Women, Get Off the Sidelines and Invest

In my travels across the country, I meet successful women with the means and motivation to make a difference in our communities—and in our world.

We don’t think twice about writing a check to a worthy foundation, buying a table at a charity gala, or volunteering on a committee. We know the “rubber chicken” circuit by heart, having bid on every silent auction from coast to coast. But all too often, we never even consider the world of early-stage investing.

Why?

It may seem complicated, mysterious, or too risky. We may tell ourselves that we don’t have the training or background to make wise choices. I can understand that line of thinking. I’m a lawyer by training, not a finance expert. And I’m part of a generation that grew up being advised to be conservative with our investments and sock away savings in our 401(k)s. But the world has been turned on its head.

I remember the day I had my “head snap” moment. I was in New York listening to a successful early-stage investor. Perhaps many of us came hoping for some magic formula for success. Instead, he looked at the audience and said, “At the end of the day, I just trust my gut.”

For me, that was a revelation. I thought, “My gut is just as good as his.” I just hadn’t exercised it yet.

That shift in thinking got me into early-stage investing. Yes, there’s risk. But this is also where the real economic opportunity is. And my message to anyone reading this today, or planning to attend my keynote address during the CED Tech Venture Conference, Sept. 15-16 in Raleigh, NC, is this: “If I can do it, you can, too.”

I want to encourage accredited investors, particularly women, to take some portion of the investments you make in the community each year and direct them toward entrepreneurs. I know you care deeply about your neighborhood, your community, your city. Think about early-stage investing as part of your civic duty.

Ask yourself, Who’s going to create the next Silicon Valley? The answer is you.

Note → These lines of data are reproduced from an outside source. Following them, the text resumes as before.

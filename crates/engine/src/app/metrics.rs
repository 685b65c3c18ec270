use std::sync::atomic::{AtomicBool, Ordering};
use std::sync::{Arc, RwLock};
use std::time::{Duration, Instant};

use tracing::warn;

static METRICS_LOCK_POISON_WARNED: AtomicBool = AtomicBool::new(false);

fn warn_poisoned_once(operation: &'static str) {
    if METRICS_LOCK_POISON_WARNED
        .compare_exchange(false, true, Ordering::Relaxed, Ordering::Relaxed)
        .is_ok()
    {
        warn!(operation, "loop_metrics_lock_poisoned_recovered");
    }
}

/// Rates over the last completed sampling interval.
#[derive(Debug, Clone, Copy, Default, PartialEq)]
pub struct LoopMetricsSnapshot {
    pub fps: f32,
    pub tps: f32,
    pub frame_time_ms: f32,
    /// Simulation steps discarded because a frame fell too far behind.
    pub dropped_ticks: u32,
    /// Average draw commands submitted per rendered frame.
    pub draw_commands_per_frame: f32,
}

/// Shared read side of the loop metrics; cloning shares the same slot.
#[derive(Clone, Debug, Default)]
pub struct MetricsHandle {
    latest: Arc<RwLock<LoopMetricsSnapshot>>,
}

impl MetricsHandle {
    pub fn snapshot(&self) -> LoopMetricsSnapshot {
        match self.latest.read() {
            Ok(guard) => *guard,
            Err(poisoned) => {
                warn_poisoned_once("read");
                *poisoned.into_inner()
            }
        }
    }

    pub(crate) fn publish(&self, snapshot: LoopMetricsSnapshot) {
        let mut guard = match self.latest.write() {
            Ok(guard) => guard,
            Err(poisoned) => {
                warn_poisoned_once("write");
                poisoned.into_inner()
            }
        };
        *guard = snapshot;
    }
}

#[derive(Debug)]
pub(crate) struct MetricsAccumulator {
    interval_start: Instant,
    interval: Duration,
    frames: u32,
    ticks: u32,
    dropped_ticks: u32,
    draw_commands: u64,
    frame_time_sum: Duration,
}

impl MetricsAccumulator {
    pub(crate) fn new(interval: Duration) -> Self {
        Self::starting_at(Instant::now(), interval)
    }

    fn starting_at(interval_start: Instant, interval: Duration) -> Self {
        Self {
            interval_start,
            interval,
            frames: 0,
            ticks: 0,
            dropped_ticks: 0,
            draw_commands: 0,
            frame_time_sum: Duration::ZERO,
        }
    }

    pub(crate) fn record_frame(&mut self, frame_dt: Duration, draw_commands: usize) {
        self.frames = self.frames.saturating_add(1);
        self.frame_time_sum = self.frame_time_sum.saturating_add(frame_dt);
        self.draw_commands = self.draw_commands.saturating_add(draw_commands as u64);
    }

    pub(crate) fn record_tick(&mut self) {
        self.ticks = self.ticks.saturating_add(1);
    }

    pub(crate) fn record_dropped_ticks(&mut self, dropped: u32) {
        self.dropped_ticks = self.dropped_ticks.saturating_add(dropped);
    }

    /// Closes the interval once it has elapsed and starts the next one at `now`.
    pub(crate) fn maybe_snapshot(&mut self, now: Instant) -> Option<LoopMetricsSnapshot> {
        let elapsed = now.saturating_duration_since(self.interval_start);
        if elapsed < self.interval {
            return None;
        }

        let elapsed_seconds = elapsed.as_secs_f32().max(f32::EPSILON);
        let (frame_time_ms, draw_commands_per_frame) = if self.frames == 0 {
            (0.0, 0.0)
        } else {
            let frames = self.frames as f32;
            (
                self.frame_time_sum.as_secs_f32() / frames * 1000.0,
                self.draw_commands as f32 / frames,
            )
        };
        let snapshot = LoopMetricsSnapshot {
            fps: self.frames as f32 / elapsed_seconds,
            tps: self.ticks as f32 / elapsed_seconds,
            frame_time_ms,
            dropped_ticks: self.dropped_ticks,
            draw_commands_per_frame,
        };

        *self = Self::starting_at(now, self.interval);
        Some(snapshot)
    }
}

#[cfg(test)]
mod tests {
    use std::thread;

    use super::*;

    fn poison(handle: &MetricsHandle) {
        let lock = handle.latest.as_ref();
        thread::scope(|scope| {
            let _ = scope
                .spawn(|| {
                    let _guard = lock.write().expect("write guard");
                    panic!("poison metrics lock");
                })
                .join();
        });
    }

    #[test]
    fn interval_snapshot_reports_rates_and_averages() {
        let base = Instant::now();
        let mut accumulator = MetricsAccumulator::starting_at(base, Duration::from_secs(2));
        accumulator.record_frame(Duration::from_millis(10), 40);
        accumulator.record_frame(Duration::from_millis(20), 60);
        for _ in 0..6 {
            accumulator.record_tick();
        }
        accumulator.record_dropped_ticks(3);

        let snapshot = accumulator
            .maybe_snapshot(base + Duration::from_secs(2))
            .expect("interval elapsed");
        assert!((snapshot.fps - 1.0).abs() < 0.01);
        assert!((snapshot.tps - 3.0).abs() < 0.01);
        assert!((snapshot.frame_time_ms - 15.0).abs() < 0.001);
        assert_eq!(snapshot.dropped_ticks, 3);
        assert!((snapshot.draw_commands_per_frame - 50.0).abs() < 0.001);
    }

    #[test]
    fn counters_reset_after_each_interval() {
        let base = Instant::now();
        let mut accumulator = MetricsAccumulator::starting_at(base, Duration::from_secs(1));
        accumulator.record_frame(Duration::from_millis(16), 5);
        accumulator.record_dropped_ticks(2);
        assert!(accumulator
            .maybe_snapshot(base + Duration::from_millis(500))
            .is_none());
        assert!(accumulator
            .maybe_snapshot(base + Duration::from_secs(1))
            .is_some());

        let next = accumulator
            .maybe_snapshot(base + Duration::from_secs(2))
            .expect("second interval");
        assert_eq!(next.dropped_ticks, 0);
        assert_eq!(next.frame_time_ms, 0.0);
        assert_eq!(next.fps, 0.0);
    }

    #[test]
    fn handle_recovers_from_poisoned_lock() {
        let handle = MetricsHandle::default();
        poison(&handle);
        assert_eq!(handle.snapshot(), LoopMetricsSnapshot::default());

        let expected = LoopMetricsSnapshot {
            fps: 30.0,
            tps: 60.0,
            frame_time_ms: 12.0,
            dropped_ticks: 1,
            draw_commands_per_frame: 120.0,
        };
        handle.publish(expected);
        assert_eq!(handle.clone().snapshot(), expected);
    }
}
use super::tileset::TextureId;
use crate::app::{Camera2D, Rect, Viewport};

#[derive(Debug, Clone, Copy, PartialEq, Eq)]
pub struct Color(pub [u8; 4]);

impl Color {
    pub const BACKGROUND: Color = Color([20, 22, 28, 255]);
    pub const PALE_BLUE: Color = Color([175, 200, 235, 255]);
    pub const GRID_LINE: Color = Color([52, 58, 70, 255]);
    pub const HIGHLIGHT: Color = Color([255, 210, 70, 255]);
    pub const BRUSH_PREVIEW: Color = Color([80, 220, 255, 255]);
    pub const BODY: Color = Color([230, 70, 90, 255]);
    pub const PROJECTILE: Color = Color([250, 245, 200, 255]);
    pub const PICKER_BACKDROP: Color = Color([35, 39, 46, 255]);
    pub const SWATCH_FRAME: Color = Color([220, 220, 240, 255]);
}

#[derive(Debug, Clone, Copy, PartialEq, Eq)]
pub enum DrawSpace {
    /// Transformed through the list's camera.
    World,
    /// Raw window pixels.
    Screen,
}

#[derive(Debug, Clone, Copy, PartialEq)]
pub enum DrawCommand {
    Clear(Color),
    FillRect {
        space: DrawSpace,
        rect: Rect,
        color: Color,
    },
    OutlineRect {
        space: DrawSpace,
        rect: Rect,
        thickness_px: u32,
        color: Color,
    },
    TexturedQuad {
        space: DrawSpace,
        texture: TextureId,
        source: Rect,
        dest: Rect,
    },
}

/// Back-end agnostic output of one render pass, in submission order.
#[derive(Debug, Clone)]
pub struct DrawList {
    pub camera: Camera2D,
    pub viewport: Viewport,
    commands: Vec<DrawCommand>,
}

impl DrawList {
    pub fn new(camera: Camera2D, viewport: Viewport) -> Self {
        Self {
            camera,
            viewport,
            commands: Vec::new(),
        }
    }

    pub fn commands(&self) -> &[DrawCommand] {
        &self.commands
    }

    pub fn len(&self) -> usize {
        self.commands.len()
    }

    pub fn is_empty(&self) -> bool {
        self.commands.is_empty()
    }

    pub fn push(&mut self, command: DrawCommand) {
        self.commands.push(command);
    }

    pub fn clear(&mut self, color: Color) {
        self.push(DrawCommand::Clear(color));
    }

    pub fn fill_rect(&mut self, space: DrawSpace, rect: Rect, color: Color) {
        self.push(DrawCommand::FillRect { space, rect, color });
    }

    pub fn outline_rect(&mut self, space: DrawSpace, rect: Rect, thickness_px: u32, color: Color) {
        self.push(DrawCommand::OutlineRect {
            space,
            rect,
            thickness_px,
            color,
        });
    }

    pub fn textured_quad(&mut self, space: DrawSpace, texture: TextureId, source: Rect, dest: Rect) {
        self.push(DrawCommand::TexturedQuad {
            space,
            texture,
            source,
            dest,
        });
    }
}
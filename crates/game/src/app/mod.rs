pub(crate) mod bootstrap;
mod gameplay;
pub(crate) mod loop_runner;
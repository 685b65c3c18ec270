use std::fs;
use std::io;
use std::path::{Path, PathBuf};

/// Writes `bytes` next to `path` first, then swaps the file into place.
pub(crate) fn write_bytes_atomic(path: &Path, bytes: &[u8]) -> io::Result<()> {
    if let Some(parent) = path.parent() {
        fs::create_dir_all(parent)?;
    }

    let tmp_path = temp_path_for(path);
    fs::write(&tmp_path, bytes)?;
    replace_file(&tmp_path, path)
}

pub(crate) fn write_text_atomic(path: &Path, text: &str) -> io::Result<()> {
    write_bytes_atomic(path, text.as_bytes())
}

fn replace_file(tmp_path: &Path, final_path: &Path) -> io::Result<()> {
    match fs::remove_file(final_path) {
        Ok(_) => {}
        Err(error) if error.kind() == io::ErrorKind::NotFound => {}
        Err(error) => {
            let _ = fs::remove_file(tmp_path);
            return Err(error);
        }
    }

    if let Err(error) = fs::rename(tmp_path, final_path) {
        let _ = fs::remove_file(tmp_path);
        return Err(error);
    }
    Ok(())
}

fn temp_path_for(path: &Path) -> PathBuf {
    let file_name = path
        .file_name()
        .and_then(|name| name.to_str())
        .unwrap_or("level.json");
    let tmp_name = format!("{file_name}.tmp");
    match path.parent() {
        Some(parent) => parent.join(tmp_name),
        None => PathBuf::from(tmp_name),
    }
}

#[cfg(test)]
mod tests {
    use super::*;
    use tempfile::TempDir;

    #[test]
    fn write_creates_parent_and_replaces_existing_file() {
        let temp = TempDir::new().expect("tempdir");
        let path = temp.path().join("nested").join("level.json");

        write_text_atomic(&path, "first").expect("first write");
        write_text_atomic(&path, "second").expect("second write");

        assert_eq!(fs::read_to_string(&path).expect("read"), "second");
        assert!(!temp_path_for(&path).exists());
    }

    #[test]
    fn temp_path_sits_beside_target() {
        let path = Path::new("saves").join("level.json");
        assert_eq!(temp_path_for(&path), Path::new("saves").join("level.json.tmp"));
    }
}
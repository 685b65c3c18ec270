mod renderer;
mod textures;
mod transform;

pub use renderer::Renderer;
pub use textures::{TextureImage, TextureStore, MAX_TEXTURES};
pub use transform::{
    screen_to_grid, screen_to_world, view_bounds_world, view_extents, world_to_grid,
    world_to_screen, Viewport,
};
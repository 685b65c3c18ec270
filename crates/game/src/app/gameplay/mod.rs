use std::path::{Path, PathBuf};

use tilejump_engine::level::{
    load_snapshot, save_snapshot, Color, DrawSpace, SnapshotError, TextureHandle,
    DEFAULT_LEVEL_ARENA_BYTES,
};
use tilejump_engine::{
    level_init, level_render, level_update, Camera2D, DrawList, InputAction, InputSnapshot,
    Level, LevelArena, LevelConfig, LevelError, LevelMode, LoadContext, MetricsHandle, Rect,
    Scene, SceneCommand, TextureStore, Viewport,
};
use tracing::{info, warn};

mod mode;

use mode::{GameMode, ModeEvent};

const DEFAULT_TILESET_RELATIVE_PATH: &str = "textures/tilemap.png";
const GENERATED_TILESET_KEY: &str = "generated_tileset";
const GENERATED_TILESET_COLS: u32 = 8;
const GENERATED_TILESET_ROWS: u32 = 4;
const SAVE_FILE_NAME: &str = "level.json";
const GAME_OVER_FRAME: Color = Color([200, 48, 48, 255]);
const GAME_OVER_FRAME_PX: u32 = 8;

#[derive(Debug, Clone, PartialEq, Eq)]
pub(crate) enum TilesetSource {
    /// `assets/textures/tilemap.png` when present, otherwise a generated tileset.
    Auto,
    /// Must load; relative paths resolve against the assets directory.
    File(PathBuf),
}

#[derive(Debug, Clone)]
pub(crate) struct GameSettings {
    pub(crate) tiles_wide: u16,
    pub(crate) tiles_high: u16,
    pub(crate) tile_size: u16,
    pub(crate) arena_bytes: usize,
    pub(crate) tileset: TilesetSource,
    pub(crate) level: LevelConfig,
}

impl Default for GameSettings {
    fn default() -> Self {
        Self {
            tiles_wide: 80,
            tiles_high: 50,
            tile_size: 18,
            arena_bytes: DEFAULT_LEVEL_ARENA_BYTES,
            tileset: TilesetSource::Auto,
            level: LevelConfig::default(),
        }
    }
}

pub(crate) struct PlatformerScene {
    settings: GameSettings,
    metrics: MetricsHandle,
    level: Option<Level>,
    mode: GameMode,
    save_path: PathBuf,
}

impl PlatformerScene {
    pub(crate) fn new(settings: GameSettings, metrics: MetricsHandle) -> Self {
        Self {
            settings,
            metrics,
            level: None,
            mode: GameMode::default(),
            save_path: PathBuf::from(SAVE_FILE_NAME),
        }
    }

    fn load_tileset(
        &self,
        textures: &mut TextureStore,
        assets_dir: &Path,
    ) -> Result<TextureHandle, LevelError> {
        match &self.settings.tileset {
            TilesetSource::File(path) => textures.load_png(&assets_dir.join(path)),
            TilesetSource::Auto => {
                let default_path = assets_dir.join(DEFAULT_TILESET_RELATIVE_PATH);
                if default_path.is_file() {
                    textures.load_png(&default_path)
                } else {
                    textures.generate_tileset(
                        GENERATED_TILESET_KEY,
                        self.settings.tile_size,
                        GENERATED_TILESET_COLS,
                        GENERATED_TILESET_ROWS,
                    )
                }
            }
        }
    }

    fn set_mode(&mut self, event: ModeEvent) {
        let next = self.mode.on(event);
        if next != self.mode {
            info!(from = %self.mode, to = %next, ?event, "mode_changed");
            self.mode = next;
        }
    }

    fn save(&self, level: &Level) {
        if let Err(error) = save_snapshot(&self.save_path, &level.snapshot()) {
            warn!(
                path = %self.save_path.display(),
                error = %error,
                "save_failed"
            );
        }
    }

    fn load_into(path: &Path, level: &mut Level) -> Result<usize, SnapshotError> {
        let snapshot = load_snapshot(path)?;
        level.apply_snapshot(&snapshot)
    }
}

impl Scene for PlatformerScene {
    fn load(&mut self, ctx: &mut LoadContext<'_>) -> Result<(), LevelError> {
        let texture = self.load_tileset(ctx.textures, &ctx.paths.assets_dir)?;
        let mut arena = LevelArena::with_budget(self.settings.arena_bytes);
        let level = level_init(
            &mut arena,
            self.settings.tiles_wide,
            self.settings.tiles_high,
            self.settings.tile_size,
            texture,
            ctx.viewport,
            self.settings.level,
        )?;
        info!(
            arena_used_bytes = arena.used_bytes(),
            arena_budget_bytes = arena.budget_bytes(),
            "level_arena_usage"
        );
        self.level = Some(level);
        self.mode = GameMode::default();
        self.save_path = ctx.paths.saves_dir.join(SAVE_FILE_NAME);
        Ok(())
    }

    fn update(&mut self, fixed_dt_seconds: f32, input: &InputSnapshot) -> SceneCommand {
        if input.was_pressed(InputAction::Quit) {
            return SceneCommand::Quit;
        }
        if input.was_pressed(InputAction::Restart) && input.is_down(InputAction::Modifier) {
            info!(mode = %self.mode, "level_reload_requested");
            return SceneCommand::Restart;
        }
        let Some(mut level) = self.level.take() else {
            return SceneCommand::None;
        };

        if input.was_pressed(InputAction::Save) {
            self.save(&level);
        }
        if input.was_pressed(InputAction::Load) {
            match Self::load_into(&self.save_path, &mut level) {
                Ok(tiles) => info!(path = %self.save_path.display(), tiles, "snapshot_loaded"),
                Err(error) => warn!(
                    path = %self.save_path.display(),
                    error = %error,
                    "load_failed"
                ),
            }
        }
        if input.was_pressed(InputAction::Restart) && self.mode == GameMode::GameOver {
            level.respawn();
            self.set_mode(ModeEvent::Restart);
        }
        if input.was_pressed(InputAction::ToggleMode) {
            self.set_mode(ModeEvent::Toggle);
        }

        if let Some(level_mode) = self.mode.level_mode() {
            let report = level_update(&mut level, level_mode, fixed_dt_seconds, input);
            if report.fell_out_of_bounds {
                self.set_mode(ModeEvent::FellOut);
            }
        }
        self.level = Some(level);
        SceneCommand::None
    }

    fn render(&mut self) -> DrawList {
        let Some(level) = &self.level else {
            let mut list = DrawList::new(Camera2D::default(), Viewport::default());
            list.clear(Color::BACKGROUND);
            return list;
        };
        let mut list = level_render(level, self.mode.level_mode().unwrap_or(LevelMode::Play));
        if self.mode == GameMode::GameOver {
            let viewport = level.viewport();
            list.outline_rect(
                DrawSpace::Screen,
                Rect::new(0.0, 0.0, viewport.width as f32, viewport.height as f32),
                GAME_OVER_FRAME_PX,
                GAME_OVER_FRAME,
            );
        }
        list
    }

    fn unload(&mut self) {
        self.level = None;
        self.mode = GameMode::default();
        info!("scene_unloaded");
    }

    fn debug_title(&self) -> Option<String> {
        let metrics = self.metrics.snapshot();
        let projectiles = self
            .level
            .as_ref()
            .map_or(0, |level| level.projectiles().len());
        Some(format!(
            "Tilejump | {} | {:.0} fps | {:.0} tps | projectiles {}",
            self.mode, metrics.fps, metrics.tps, projectiles
        ))
    }
}
use crate::app::{
    view_extents, Camera2D, InputSnapshot, Vec2, Viewport, CAMERA_ZOOM_MAX, CAMERA_ZOOM_STEP,
};

pub const PAN_DAMPING: f32 = 0.05;

/// Pan and zoom rules that keep the camera inside the map.
#[derive(Debug, Clone, Copy, PartialEq)]
pub struct CameraController {
    pub zoom_step: f32,
    pub max_zoom: f32,
    pub pan_damping: f32,
}

impl Default for CameraController {
    fn default() -> Self {
        Self {
            zoom_step: CAMERA_ZOOM_STEP,
            max_zoom: CAMERA_ZOOM_MAX,
            pan_damping: PAN_DAMPING,
        }
    }
}

impl CameraController {
    /// Smallest zoom at which the map still covers the whole viewport.
    pub fn min_zoom(&self, viewport: Viewport, map_size: Vec2) -> f32 {
        let ratio = |view: u32, map: f32| {
            if map > 0.0 {
                view as f32 / map
            } else {
                0.0
            }
        };
        ratio(viewport.width, map_size.x).max(ratio(viewport.height, map_size.y))
    }

    pub fn zoom_bounds(&self, viewport: Viewport, map_size: Vec2) -> (f32, f32) {
        let min = self.min_zoom(viewport, map_size);
        (min, self.max_zoom.max(min))
    }

    pub fn apply_zoom(
        &self,
        camera: &mut Camera2D,
        wheel_delta: f32,
        viewport: Viewport,
        map_size: Vec2,
    ) {
        let (min, max) = self.zoom_bounds(viewport, map_size);
        let zoom = camera.zoom + wheel_delta * self.zoom_step;
        camera.zoom = zoom.max(min).min(max);
    }

    pub fn apply_pan(&self, camera: &mut Camera2D, drag_delta_px: Vec2) {
        let scale = self.pan_damping / camera.effective_zoom();
        camera.target = camera.target - drag_delta_px * scale;
    }

    /// Keeps the visible rectangle inside `[0, map_size]`, centering axes the map cannot fill.
    pub fn clamp_target(&self, camera: &mut Camera2D, viewport: Viewport, map_size: Vec2) {
        let half_view = view_extents(camera, viewport) * 0.5;
        camera.target = Vec2::new(
            clamp_axis(camera.target.x, half_view.x, map_size.x),
            clamp_axis(camera.target.y, half_view.y, map_size.y),
        );
    }

    /// One frame of camera input. `follow` recenters on a point (play mode) before clamping.
    pub fn update(
        &self,
        camera: &mut Camera2D,
        input: &InputSnapshot,
        viewport: Viewport,
        map_size: Vec2,
        follow: Option<Vec2>,
    ) {
        // Zoom bounds move with the viewport, so the clamp runs even without wheel input.
        self.apply_zoom(camera, input.scroll_delta(), viewport, map_size);
        if let Some(delta) = input.pan_drag_delta_px() {
            self.apply_pan(camera, delta);
        }
        if let Some(point) = follow {
            camera.target = point;
        }
        self.clamp_target(camera, viewport, map_size);
    }
}

fn clamp_axis(target: f32, half_view: f32, map_extent: f32) -> f32 {
    if map_extent <= half_view * 2.0 {
        return map_extent * 0.5;
    }
    target.max(half_view).min(map_extent - half_view)
}

#[cfg(test)]
mod tests {
    use super::*;
    use crate::app::{view_bounds_world, PointerButton};
    use approx::assert_abs_diff_eq;

    const VIEWPORT: Viewport = Viewport {
        width: 800,
        height: 600,
    };
    const MAP: Vec2 = Vec2::new(1440.0, 900.0);

    #[test]
    fn min_zoom_fits_map_to_viewport() {
        let controller = CameraController::default();
        let min = controller.min_zoom(VIEWPORT, MAP);
        assert_abs_diff_eq!(min, (800.0_f32 / 1440.0).max(600.0 / 900.0), epsilon = 1e-6);
    }

    #[test]
    fn zoom_is_clamped_to_bounds() {
        let controller = CameraController::default();
        let mut camera = Camera2D::centered_on(MAP * 0.5, 2.0);
        controller.apply_zoom(&mut camera, 100.0, VIEWPORT, MAP);
        assert_eq!(camera.zoom, CAMERA_ZOOM_MAX);
        controller.apply_zoom(&mut camera, -100.0, VIEWPORT, MAP);
        assert_abs_diff_eq!(camera.zoom, 600.0 / 900.0, epsilon = 1e-6);
    }

    #[test]
    fn zoom_upper_bound_never_drops_below_min_zoom() {
        let controller = CameraController::default();
        let tiny_map = Vec2::new(100.0, 50.0);
        let (min, max) = controller.zoom_bounds(VIEWPORT, tiny_map);
        assert_eq!(min, 12.0);
        assert_eq!(max, 12.0);
    }

    #[test]
    fn pan_moves_target_against_drag() {
        let controller = CameraController::default();
        let mut camera = Camera2D::centered_on(Vec2::new(500.0, 400.0), 2.0);
        controller.apply_pan(&mut camera, Vec2::new(40.0, -20.0));
        assert_abs_diff_eq!(camera.target.x, 500.0 - 40.0 / 2.0 * 0.05, epsilon = 1e-4);
        assert_abs_diff_eq!(camera.target.y, 400.0 + 20.0 / 2.0 * 0.05, epsilon = 1e-4);
    }

    #[test]
    fn clamp_keeps_view_inside_map() {
        let controller = CameraController::default();
        let mut camera = Camera2D::centered_on(Vec2::new(-500.0, 5000.0), 2.0);
        controller.clamp_target(&mut camera, VIEWPORT, MAP);
        assert_eq!(camera.target, Vec2::new(200.0, 900.0 - 150.0));
    }

    #[test]
    fn small_map_is_centered() {
        let controller = CameraController::default();
        let mut camera = Camera2D::centered_on(Vec2::new(3.0, 3.0), 1.0);
        controller.clamp_target(&mut camera, VIEWPORT, Vec2::new(180.0, 90.0));
        assert_eq!(camera.target, Vec2::new(90.0, 45.0));
    }

    #[test]
    fn update_sequence_never_shows_outside_map() {
        let controller = CameraController::default();
        let mut camera = Camera2D::centered_on(MAP * 0.5, 2.0);
        let steps = [
            (3.0, Vec2::new(-4000.0, 0.0)),
            (-7.0, Vec2::new(9000.0, 9000.0)),
            (1.5, Vec2::new(0.0, -12000.0)),
            (12.0, Vec2::new(-30000.0, 30000.0)),
            (-2.0, Vec2::new(0.0, 0.0)),
        ];
        for (wheel, drag) in steps {
            let input = InputSnapshot::empty()
                .with_window_size((VIEWPORT.width, VIEWPORT.height))
                .with_scroll_delta(wheel)
                .with_pointer_down(PointerButton::Pan, true)
                .with_pan_origin_px(Some(Vec2::ZERO))
                .with_cursor_position_px(Some(drag));
            controller.update(&mut camera, &input, VIEWPORT, MAP, None);

            let view = view_bounds_world(&camera, VIEWPORT);
            assert!(view.x >= -1e-3, "{view:?}");
            assert!(view.y >= -1e-3, "{view:?}");
            assert!(view.x + view.width <= MAP.x + 1e-3, "{view:?}");
            assert!(view.y + view.height <= MAP.y + 1e-3, "{view:?}");
        }
    }

    #[test]
    fn growing_the_viewport_raises_zoom_to_keep_the_map_covering_it() {
        let controller = CameraController::default();
        let mut camera = Camera2D::centered_on(MAP * 0.5, 2.0);
        let grown = Viewport {
            width: 4000,
            height: 3000,
        };
        let pan = InputSnapshot::empty()
            .with_window_size((grown.width, grown.height))
            .with_pointer_down(PointerButton::Pan, true)
            .with_pan_origin_px(Some(Vec2::ZERO))
            .with_cursor_position_px(Some(Vec2::new(40.0, 40.0)));
        controller.update(&mut camera, &pan, grown, MAP, None);

        let (min, _) = controller.zoom_bounds(grown, MAP);
        assert!(camera.zoom >= min);
        let view = view_bounds_world(&camera, grown);
        assert!(view.x >= -1e-3 && view.y >= -1e-3, "{view:?}");
        assert!(view.x + view.width <= MAP.x + 1e-3, "{view:?}");
        assert!(view.y + view.height <= MAP.y + 1e-3, "{view:?}");
    }

    #[test]
    fn follow_recenters_then_clamps() {
        let controller = CameraController::default();
        let mut camera = Camera2D::centered_on(MAP * 0.5, 2.0);
        controller.update(
            &mut camera,
            &InputSnapshot::empty(),
            VIEWPORT,
            MAP,
            Some(Vec2::new(700.0, 10.0)),
        );
        assert_eq!(camera.target, Vec2::new(700.0, 150.0));
    }
}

Consider this: Women are 51 percent of the U.S. general population and 52 percent of the U.S. voting population. We’re earning more money and living longer, and have become a deciding factor in presidential elections. We make 85 percent of all brand purchases. And in the next decade, women are expected to control two-thirds of America’s consumer wealth and see perhaps the largest wealth transfer in U.S. history move into our hands.

So what are we doing with it? If women continue to sit on the sidelines instead of becoming highly purposeful about our investments, all we’ll be able to do in the future is look at the world and say it still doesn’t look the way we want it to.

Instead, I’m encouraging you to consider the power of your bank account and do something more with it. My take on a familiar saying: “Invest in the change that you want to see in the world.”

I also want to encourage young women at the start of their careers to take more calculated and strategic risks. Don’t just think about a secure corporate gig. Think about starting your own venture, or joining a promising one. Don’t just think salary. Think equity. If you know your stuff, if you’re building your network, what’s the worst that could happen? You’ll have to get another job!

Finally, a word about diversity to anyone who is building a founding team. Studies of the tech industry show that if you’re just trying to create the minimum viable product, having a founding team that thinks alike and works as one brain may be fine for a narrow moment in time. But if you want to grow and scale, you need a diverse team of problem solvers at the table.

We’ve all heard the stories of tech products almost getting to market before the founders realize, “Oops, we never tested this with a woman or an African-American.”

It’s not just about gender, race, and sexual orientation, though. I once worked at a prestigious law firm that boasted a great deal of diversity on those metrics. When we took personality tests, however, it was clear that we all fit a certain mold.

You need people who have different perspectives on the world. I like to say that if someone doesn’t bug you a little, or make you a little uncomfortable in a hiring interview, they may not enhance the team because they won’t problem solve differently than you do.

It’s great to start up. But if you’re looking to scale up, if you’re looking for long-term growth, if you’re looking to identify the future jobs and the future of the economy, you have to create it in an inclusive way. Otherwise, you’ll be patting yourself on the back for creating jobs that start in your state, but move to Silicon Valley.

Communities that get inclusion right are the ones that are going to succeed.